Allen Sr. paid homage to a favorite cartoon by his favorite cartoonist, Orange County’s Virgil Partch, who, he said, “would take a common expression and make it literally real.” He recalled one panel that pictured a man walking down a street who has not noticed that his companion has just sprawled lifeless behind him in the gutter. In front of him is an extremely unpleasant-looking woman.

The man’s comment: “Boy, if looks could kill, huh, George?”

Funny situations often follow funny people, said Steve Jr. He told of a cab ride he once took in Buffalo during which the cabbie complained that Kenny Rogers had stolen one of his songs. The only things, he said, that were different about the Rogers version of the song were the title, the music and the words.

“Only by being a member of my family would I find that cab driver,” said Allen.

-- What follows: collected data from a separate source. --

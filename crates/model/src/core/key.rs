use serde::{Deserialize, Serialize};
use std::{collections::BTreeMap, fmt, str::FromStr};

/// An attribute usable to resolve an incoming row to a stored entity.
///
/// Declaration order is the default resolution priority: the national id
/// number is the most reliable key, the display name the least.
#[derive(Debug, Clone, Copy, PartialEq, Eq, Hash, PartialOrd, Ord, Serialize, Deserialize)]
#[serde(rename_all = "snake_case")]
pub enum IdentifierKey {
    IdNumber,
    EmployeeCode,
    FullName,
}

impl IdentifierKey {
    pub const PRIORITY: [IdentifierKey; 3] = [
        IdentifierKey::IdNumber,
        IdentifierKey::EmployeeCode,
        IdentifierKey::FullName,
    ];

    pub fn as_str(&self) -> &'static str {
        match self {
            IdentifierKey::IdNumber => "id_number",
            IdentifierKey::EmployeeCode => "employee_code",
            IdentifierKey::FullName => "full_name",
        }
    }

    /// Canonical form used for index lookups.
    pub fn normalize(&self, raw: &str) -> String {
        let trimmed = raw.trim();
        match self {
            IdentifierKey::IdNumber | IdentifierKey::EmployeeCode => trimmed.to_ascii_uppercase(),
            IdentifierKey::FullName => trimmed.split_whitespace().collect::<Vec<_>>().join(" "),
        }
    }

    fn default_aliases(&self) -> &'static [&'static str] {
        match self {
            IdentifierKey::IdNumber => &["id_number", "national_id", "身份证号"],
            IdentifierKey::EmployeeCode => &["employee_code", "code", "员工编号"],
            IdentifierKey::FullName => &["full_name", "name", "员工姓名"],
        }
    }
}

impl fmt::Display for IdentifierKey {
    fn fmt(&self, f: &mut fmt::Formatter<'_>) -> fmt::Result {
        f.write_str(self.as_str())
    }
}

impl FromStr for IdentifierKey {
    type Err = String;

    fn from_str(s: &str) -> Result<Self, Self::Err> {
        match s.trim().to_ascii_lowercase().as_str() {
            "id_number" | "idnumber" => Ok(IdentifierKey::IdNumber),
            "employee_code" | "employeecode" | "code" => Ok(IdentifierKey::EmployeeCode),
            "full_name" | "fullname" | "name" => Ok(IdentifierKey::FullName),
            other => Err(format!("unknown identifier key '{other}'")),
        }
    }
}

/// Maps semantic identifier keys onto the caller's column names.
///
/// Rows arrive with arbitrary headers, so each key lists every alias it may
/// appear under. Columns listed in `ignored` are neither identifiers nor
/// amounts (department, remarks, ...).
#[derive(Debug, Clone, PartialEq, Eq, Serialize, Deserialize)]
pub struct ColumnMap {
    pub identifiers: BTreeMap<IdentifierKey, Vec<String>>,
    #[serde(default)]
    pub ignored: Vec<String>,
}

impl Default for ColumnMap {
    fn default() -> Self {
        let identifiers = IdentifierKey::PRIORITY
            .iter()
            .map(|key| {
                let aliases = key.default_aliases().iter().map(|a| a.to_string()).collect();
                (*key, aliases)
            })
            .collect();

        ColumnMap {
            identifiers,
            ignored: vec![
                "department".to_string(),
                "position".to_string(),
                "remarks".to_string(),
            ],
        }
    }
}

impl ColumnMap {
    pub fn aliases(&self, key: IdentifierKey) -> &[String] {
        self.identifiers
            .get(&key)
            .map(|v| v.as_slice())
            .unwrap_or(&[])
    }

    /// True when the column carries an identifier or is explicitly ignored.
    pub fn is_reserved(&self, column: &str) -> bool {
        let column = column.trim();
        self.identifiers
            .values()
            .flatten()
            .chain(self.ignored.iter())
            .any(|alias| alias.eq_ignore_ascii_case(column))
    }
}
impl BatchScheduler {
    pub fn new(config: SchedulerConfig) -> Result<Self, SizingError> {
        let sizer = AdaptiveSizer::new(config.sizing.clone())?;
        Ok(BatchScheduler {
            config,
            sizer,
            cancel: CancellationToken::new(),
            metrics: ImportMetrics::new(),
        })
    }

    pub fn with_cancel_token(mut self, token: CancellationToken) -> Self {
        self.cancel = token;
        self
    }

    pub fn with_metrics(mut self, metrics: ImportMetrics) -> Self {
        self.metrics = metrics;
        self
    }

    pub fn config(&self) -> &SchedulerConfig {
        &self.config
    }

    pub fn metrics(&self) -> &ImportMetrics {
        &self.metrics
    }

    pub fn cancel(&self) {
        self.cancel.cancel();
    }

    /// Clone of the token; cancelling it stops the scheduler at the next batch edge.
    pub fn cancel_token(&self) -> CancellationToken {
        self.cancel.clone()
    }

    pub fn is_cancelled(&self) -> bool {
        self.cancel.is_cancelled()
    }

    pub async fn run<T, R, H, P>(
        &self,
        items: Vec<T>,
        handler: &H,
        mut on_progress: P,
    ) -> SchedulerReport<T, R>
    where
        T: Clone + Send + 'static,
        R: Send + 'static,
        H: BatchHandler<T, R> + ?Sized,
        P: FnMut(&BatchState),
    {
        let total = items.len();
        let mut sizer = self.sizer.clone();
        sizer.reset();

        let mut state = BatchState {
            current_batch_size: sizer.current(),
            total_items: total,
            is_processing: true,
            ..Default::default()
        };
        let mut successes = Vec::with_capacity(total);
        let mut failures = Vec::new();
        let mut dispatched_sizes = Vec::new();
        let mut cursor = 0;

        info!(
            total_items = total,
            initial_size = sizer.current(),
            continue_on_error = self.config.continue_on_error,
            "Batch run started"
        );

        let termination = loop {
            if self.cancel.is_cancelled() {
                state.is_cancelled = true;
                info!(
                    processed = state.processed_count,
                    remaining = total - cursor,
                    "Cancellation observed, no further batches dispatched"
                );
                break Termination::Cancelled;
            }
            if cursor >= total {
                break Termination::Completed;
            }

            let size = sizer.current().min(total - cursor);
            let batch_number = state.batches_dispatched + 1;
            let request = BatchRequest {
                batch_number,
                start_index: cursor,
                items: items[cursor..cursor + size].to_vec(),
            };

            let started = Instant::now();
            let result = handler.handle(request).await;
            let elapsed = started.elapsed();

            state.batches_dispatched = batch_number;
            state.last_batch_duration = Some(elapsed);
            dispatched_sizes.push(size);

            let outcome = match result {
                Ok(outcome) => outcome,
                Err(err) => {
                    error!(
                        batch = batch_number,
                        size,
                        error = %err,
                        "Batch handler failed, abandoning remaining batches"
                    );
                    self.metrics.record_batch(0, 0, elapsed);
                    break Termination::Fatal(err);
                }
            };

            let range = cursor..cursor + size;
            let mut settled = vec![false; size];

            for success in outcome.successes {
                if !claim(&mut settled, &range, success.index, batch_number) {
                    continue;
                }
                successes.push(success);
            }

            let mut batch_failures = 0;
            for failure in outcome.failures {
                if !claim(&mut settled, &range, failure.index, batch_number) {
                    continue;
                }
                batch_failures += 1;
                failures.push(ItemFailure {
                    index: failure.index,
                    item: items[failure.index].clone(),
                    error: failure.error,
                });
            }

            for (offset, done) in settled.iter().enumerate() {
                if !done {
                    let index = cursor + offset;
                    batch_failures += 1;
                    failures.push(ItemFailure {
                        index,
                        item: items[index].clone(),
                        error: "batch handler reported no outcome for item".to_string(),
                    });
                }
            }

            cursor += size;
            state.processed_count = cursor;
            self.metrics
                .record_batch(size as u64, batch_failures as u64, elapsed);

            if sizer.observe(elapsed) != SizeAdjustment::Held {
                self.metrics.increment_resizes();
            }
            state.current_batch_size = sizer.current();

            info!(
                batch = batch_number,
                size,
                failed = batch_failures,
                duration_ms = elapsed.as_millis() as u64,
                processed = state.processed_count,
                total_items = total,
                next_size = state.current_batch_size,
                "Batch settled"
            );

            on_progress(&state);

            if batch_failures > 0 && !self.config.continue_on_error {
                warn!(
                    batch = batch_number,
                    failed = batch_failures,
                    "Item failures with continue_on_error disabled, halting"
                );
                break Termination::Halted;
            }
        };

        state.is_processing = false;
        info!(
            batches = state.batches_dispatched,
            processed = state.processed_count,
            succeeded = successes.len(),
            failed = failures.len(),
            termination = ?termination,
            "Batch run finished"
        );

        SchedulerReport {
            successes,
            failures,
            termination,
            state,
            dispatched_sizes,
        }
    }
}

/// Marks `index` settled; out-of-batch and repeated indices are ignored.
fn claim(
    settled: &mut [bool],
    range: &std::ops::Range<usize>,
    index: usize,
    batch_number: usize,
) -> bool {
    if !range.contains(&index) {
        warn!(
            batch = batch_number,
            index, "Handler reported an index outside its batch"
        );
        return false;
    }
    let slot = &mut settled[index - range.start];
    if *slot {
        warn!(
            batch = batch_number,
            index, "Handler reported the same item twice"
        );
        return false;
    }
    *slot = true;
    true
}

#[cfg(test)]
mod tests {
    use super::*;
    use crate::batch::handler::BatchOutcome;
    use std::sync::{
        Arc, Mutex,
        atomic::{AtomicUsize, Ordering},
    };
    use tokio::time::sleep;

    fn config(initial: usize, min: usize, max: usize) -> SchedulerConfig {
        SchedulerConfig::new(
            SizingConfig::default()
                .with_bounds(initial, min, max)
                .with_target_latency(Duration::from_millis(10)),
        )
    }

    fn echo(request: BatchRequest<usize>) -> BatchOutcome<usize> {
        let mut outcome = BatchOutcome::new();
        for (index, item) in request.indexed() {
            outcome.succeed(index, *item);
        }
        outcome
    }

    #[tokio::test(start_paused = true)]
    async fn slow_batches_shrink_toward_minimum() {
        let scheduler = BatchScheduler::new(config(10, 5, 20)).unwrap();
        let handler = |request: BatchRequest<usize>| async move {
            sleep(Duration::from_millis(50)).await;
            Ok::<_, BatchError>(echo(request))
        };

        let report = scheduler
            .run((0..25).collect(), &handler, |_| {})
            .await;

        assert_eq!(report.termination, Termination::Completed);
        assert_eq!(report.dispatched_sizes, vec![10, 5, 5, 5]);
        assert!(report.dispatched_sizes.windows(2).all(|w| w[1] <= w[0]));
        assert_eq!(report.dispatched_sizes.iter().sum::<usize>(), 25);
        assert_eq!(report.successes.len(), 25);
        assert_eq!(scheduler.metrics().snapshot().batch_resizes, 1);
    }

    #[tokio::test(start_paused = true)]
    async fn fast_batches_grow_and_sum_to_total() {
        let scheduler = BatchScheduler::new(config(5, 5, 40)).unwrap();
        let handler = |request: BatchRequest<usize>| async move { Ok::<_, BatchError>(echo(request)) };

        let report = scheduler.run((0..103).collect(), &handler, |_| {}).await;

        assert_eq!(report.dispatched_sizes[..6], [5, 7, 10, 15, 22, 33]);
        assert_eq!(report.dispatched_sizes.iter().sum::<usize>(), 103);
        let indices: Vec<usize> = report.successes.iter().map(|s| s.index).collect();
        assert_eq!(indices, (0..103).collect::<Vec<_>>());
    }

    #[tokio::test]
    async fn empty_input_completes_without_dispatch() {
        let scheduler = BatchScheduler::new(config(10, 5, 20)).unwrap();
        let handler = |request: BatchRequest<usize>| async move { Ok::<_, BatchError>(echo(request)) };

        let report = scheduler.run(Vec::new(), &handler, |_| {}).await;
        assert_eq!(report.termination, Termination::Completed);
        assert!(report.dispatched_sizes.is_empty());
        assert!(!report.state.is_processing);
    }

    #[tokio::test(start_paused = true)]
    async fn cancel_during_third_batch_stops_after_it() {
        let scheduler = BatchScheduler::new(config(5, 5, 5)).unwrap();
        let token = scheduler.cancel_token();
        let handler = move |request: BatchRequest<usize>| {
            let token = token.clone();
            async move {
                if request.batch_number == 3 {
                    token.cancel();
                }
                sleep(Duration::from_millis(5)).await;
                Ok::<_, BatchError>(echo(request))
            }
        };

        let report = scheduler.run((0..25).collect(), &handler, |_| {}).await;

        assert!(report.cancelled());
        assert_eq!(report.dispatched_sizes, vec![5, 5, 5]);
        assert_eq!(report.successes.len() + report.failures.len(), 15);
        assert_eq!(report.pending_indices(), 15..25);
        assert!(report.state.is_cancelled);
    }

    #[tokio::test]
    async fn missing_and_foreign_indices_become_failures() {
        let scheduler = BatchScheduler::new(config(4, 1, 4)).unwrap();
        let handler = |request: BatchRequest<usize>| async move {
            let mut outcome = BatchOutcome::new();
            let start = request.start_index;
            outcome.succeed(start, 0usize);
            outcome.succeed(start, 0usize);
            outcome.fail(start + 1, "rejected");
            outcome.succeed(start + 100, 0usize);
            Ok::<_, BatchError>(outcome)
        };

        let report = scheduler.run(vec![10, 11, 12, 13], &handler, |_| {}).await;

        assert_eq!(report.successes.len(), 1);
        assert_eq!(report.failures.len(), 3);
        assert_eq!(report.failures[0].item, 11);
        assert_eq!(report.failures[0].error, "rejected");
        assert!(
            report.failures[1..]
                .iter()
                .all(|f| f.error.contains("no outcome"))
        );
    }

    #[tokio::test]
    async fn halts_on_first_failure_without_continue_on_error() {
        let scheduler =
            BatchScheduler::new(config(2, 2, 2).with_continue_on_error(false)).unwrap();
        let handler = |request: BatchRequest<usize>| async move {
            let mut outcome = BatchOutcome::new();
            for (index, item) in request.indexed() {
                if *item == 3 {
                    outcome.fail(index, "bad item");
                } else {
                    outcome.succeed(index, *item);
                }
            }
            Ok::<_, BatchError>(outcome)
        };

        let report = scheduler.run((0..8).collect(), &handler, |_| {}).await;

        assert!(report.errored());
        assert_eq!(report.dispatched_sizes, vec![2, 2]);
        assert_eq!(report.successes.len(), 3);
        assert_eq!(report.failures.len(), 1);
        assert_eq!(report.pending_indices(), 4..8);
    }

    #[tokio::test]
    async fn handler_error_is_fatal() {
        let scheduler = BatchScheduler::new(config(3, 1, 3)).unwrap();
        let calls = Arc::new(AtomicUsize::new(0));
        let counter = calls.clone();
        let handler = move |request: BatchRequest<usize>| {
            let calls = counter.clone();
            async move {
                if calls.fetch_add(1, Ordering::SeqCst) == 1 {
                    return Err(BatchError::fatal("connection reset"));
                }
                Ok(echo(request))
            }
        };

        let report = scheduler.run((0..9).collect(), &handler, |_| {}).await;

        assert_eq!(calls.load(Ordering::SeqCst), 2);
        assert_eq!(report.fatal_error(), Some(&BatchError::fatal("connection reset")));
        assert_eq!(report.successes.len(), 3);
        assert_eq!(report.pending_indices(), 3..9);
    }

    #[tokio::test]
    async fn progress_fires_after_every_batch() {
        let scheduler = BatchScheduler::new(config(4, 4, 4)).unwrap();
        let handler = |request: BatchRequest<usize>| async move { Ok::<_, BatchError>(echo(request)) };
        let seen = Mutex::new(Vec::new());

        scheduler
            .run((0..10).collect(), &handler, |state| {
                seen.lock().unwrap().push((state.batches_dispatched, state.processed_count));
            })
            .await;

        assert_eq!(seen.into_inner().unwrap(), vec![(1, 4), (2, 8), (3, 10)]);
    }
}
use crate::{
    batch::handler::{BatchHandler, BatchOutcome, BatchRequest},
    error::BatchError,
};
use async_trait::async_trait;
use engine_core::{
    metrics::ImportMetrics,
    retry::{RetryDisposition, RetryError, RetryPolicy},
};
use std::time::Duration;
use tracing::warn;

/// Fails a batch call that does not settle within `limit`.
pub struct TimeoutHandler<H> {
    inner: H,
    limit: Duration,
}

impl<H> TimeoutHandler<H> {
    pub fn new(inner: H, limit: Duration) -> Self {
        TimeoutHandler { inner, limit }
    }
}

#[async_trait]
impl<H, T, R> BatchHandler<T, R> for TimeoutHandler<H>
where
    H: BatchHandler<T, R>,
    T: Send + 'static,
    R: Send + 'static,
{
    async fn handle(&self, request: BatchRequest<T>) -> Result<BatchOutcome<R>, BatchError> {
        let batch_number = request.batch_number;
        match tokio::time::timeout(self.limit, self.inner.handle(request)).await {
            Ok(result) => result,
            Err(_) => {
                warn!(
                    batch = batch_number,
                    limit_ms = self.limit.as_millis() as u64,
                    "Batch call timed out"
                );
                Err(BatchError::Timeout {
                    batch_number,
                    elapsed: self.limit,
                })
            }
        }
    }
}

/// Re-runs a batch whose error is transient, following a [`RetryPolicy`].
pub struct RetryHandler<H> {
    inner: H,
    policy: RetryPolicy,
    metrics: Option<ImportMetrics>,
}

impl<H> RetryHandler<H> {
    pub fn new(inner: H, policy: RetryPolicy) -> Self {
        RetryHandler {
            inner,
            policy,
            metrics: None,
        }
    }

    pub fn with_metrics(mut self, metrics: ImportMetrics) -> Self {
        self.metrics = Some(metrics);
        self
    }
}

fn classify(err: &BatchError) -> RetryDisposition {
    if err.is_transient() {
        RetryDisposition::Retry
    } else {
        RetryDisposition::Stop
    }
}

#[async_trait]
impl<H, T, R> BatchHandler<T, R> for RetryHandler<H>
where
    H: BatchHandler<T, R>,
    T: Clone + Send + Sync + 'static,
    R: Send + 'static,
{
    async fn handle(&self, request: BatchRequest<T>) -> Result<BatchOutcome<R>, BatchError> {
        let batch_number = request.batch_number;
        let result = self
            .policy
            .run(
                || self.inner.handle(request.clone()),
                classify,
                |attempt, err| {
                    warn!(batch = batch_number, attempt, error = %err, "Retrying batch");
                    if let Some(metrics) = &self.metrics {
                        metrics.increment_retries(1);
                    }
                },
            )
            .await;

        result.map_err(|err| match err {
            RetryError::Fatal(err) => err,
            RetryError::AttemptsExceeded { attempts, last } => BatchError::RetriesExhausted {
                attempts,
                last: Box::new(last),
            },
        })
    }
}

#[cfg(test)]
mod tests {
    use super::*;
    use std::sync::{
        Arc,
        atomic::{AtomicUsize, Ordering},
    };
    use tokio::time::sleep;

    fn request() -> BatchRequest<u8> {
        BatchRequest {
            batch_number: 7,
            start_index: 0,
            items: vec![1, 2],
        }
    }

    fn all_ok(request: &BatchRequest<u8>) -> BatchOutcome<u8> {
        let mut outcome = BatchOutcome::new();
        for (index, item) in request.indexed() {
            outcome.succeed(index, *item);
        }
        outcome
    }

    #[tokio::test(start_paused = true)]
    async fn slow_batch_times_out() {
        let slow = |request: BatchRequest<u8>| async move {
            sleep(Duration::from_secs(5)).await;
            Ok::<_, BatchError>(all_ok(&request))
        };
        let guarded = TimeoutHandler::new(slow, Duration::from_secs(1));

        let err = guarded.handle(request()).await.unwrap_err();
        assert_eq!(
            err,
            BatchError::Timeout {
                batch_number: 7,
                elapsed: Duration::from_secs(1)
            }
        );
    }

    #[tokio::test(start_paused = true)]
    async fn fast_batch_passes_through_timeout() {
        let fast = |request: BatchRequest<u8>| async move { Ok::<_, BatchError>(all_ok(&request)) };
        let guarded = TimeoutHandler::new(fast, Duration::from_secs(1));
        assert_eq!(guarded.handle(request()).await.unwrap().successes.len(), 2);
    }

    #[tokio::test(start_paused = true)]
    async fn retries_transient_failures() {
        let calls = Arc::new(AtomicUsize::new(0));
        let counter = calls.clone();
        let flaky = move |request: BatchRequest<u8>| {
            let calls = counter.clone();
            async move {
                if calls.fetch_add(1, Ordering::SeqCst) < 2 {
                    Err(BatchError::transient("lock wait timeout"))
                } else {
                    Ok(all_ok(&request))
                }
            }
        };
        let metrics = ImportMetrics::new();
        let guarded = RetryHandler::new(
            flaky,
            RetryPolicy::new(3, Duration::from_millis(10), Duration::from_millis(50)),
        )
        .with_metrics(metrics.clone());

        let outcome = guarded.handle(request()).await.unwrap();
        assert_eq!(outcome.successes.len(), 2);
        assert_eq!(calls.load(Ordering::SeqCst), 3);
        assert_eq!(metrics.snapshot().retries, 2);
    }

    #[tokio::test]
    async fn fatal_failures_are_not_retried() {
        let calls = Arc::new(AtomicUsize::new(0));
        let counter = calls.clone();
        let broken = move |_: BatchRequest<u8>| {
            let calls = counter.clone();
            async move {
                calls.fetch_add(1, Ordering::SeqCst);
                Err::<BatchOutcome<u8>, _>(BatchError::fatal("constraint violated"))
            }
        };
        let guarded = RetryHandler::new(broken, RetryPolicy::default());

        let err = guarded.handle(request()).await.unwrap_err();
        assert_eq!(err, BatchError::fatal("constraint violated"));
        assert_eq!(calls.load(Ordering::SeqCst), 1);
    }

    #[tokio::test(start_paused = true)]
    async fn exhausted_retries_wrap_the_last_error() {
        let always = |_: BatchRequest<u8>| async { Err::<BatchOutcome<u8>, _>(BatchError::transient("busy")) };
        let guarded = RetryHandler::new(
            always,
            RetryPolicy::new(2, Duration::from_millis(1), Duration::from_millis(1)),
        );

        match guarded.handle(request()).await {
            Err(BatchError::RetriesExhausted { attempts, last }) => {
                assert_eq!(attempts, 2);
                assert_eq!(*last, BatchError::transient("busy"));
            }
            other => panic!("unexpected result: {other:?}"),
        }
    }
}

Actually, said Allen Sr., “I have never met a totally humorless person, and I don’t believe there is such a person.” In fact, he went on, most lay people can eclipse the pros in one significant way.

“Most professional comedians,” he said, “are terrible at telling funny stories (as opposed to a set comedy routine). It’s quite a separate art. If you’re good at that, you’re better than maybe 98% of the professional comedians.”

Humor must be watched closely in some situations, however, he said, because “everything in the universe can produce evil as well as beneficial effects. We live in a very weird universe.”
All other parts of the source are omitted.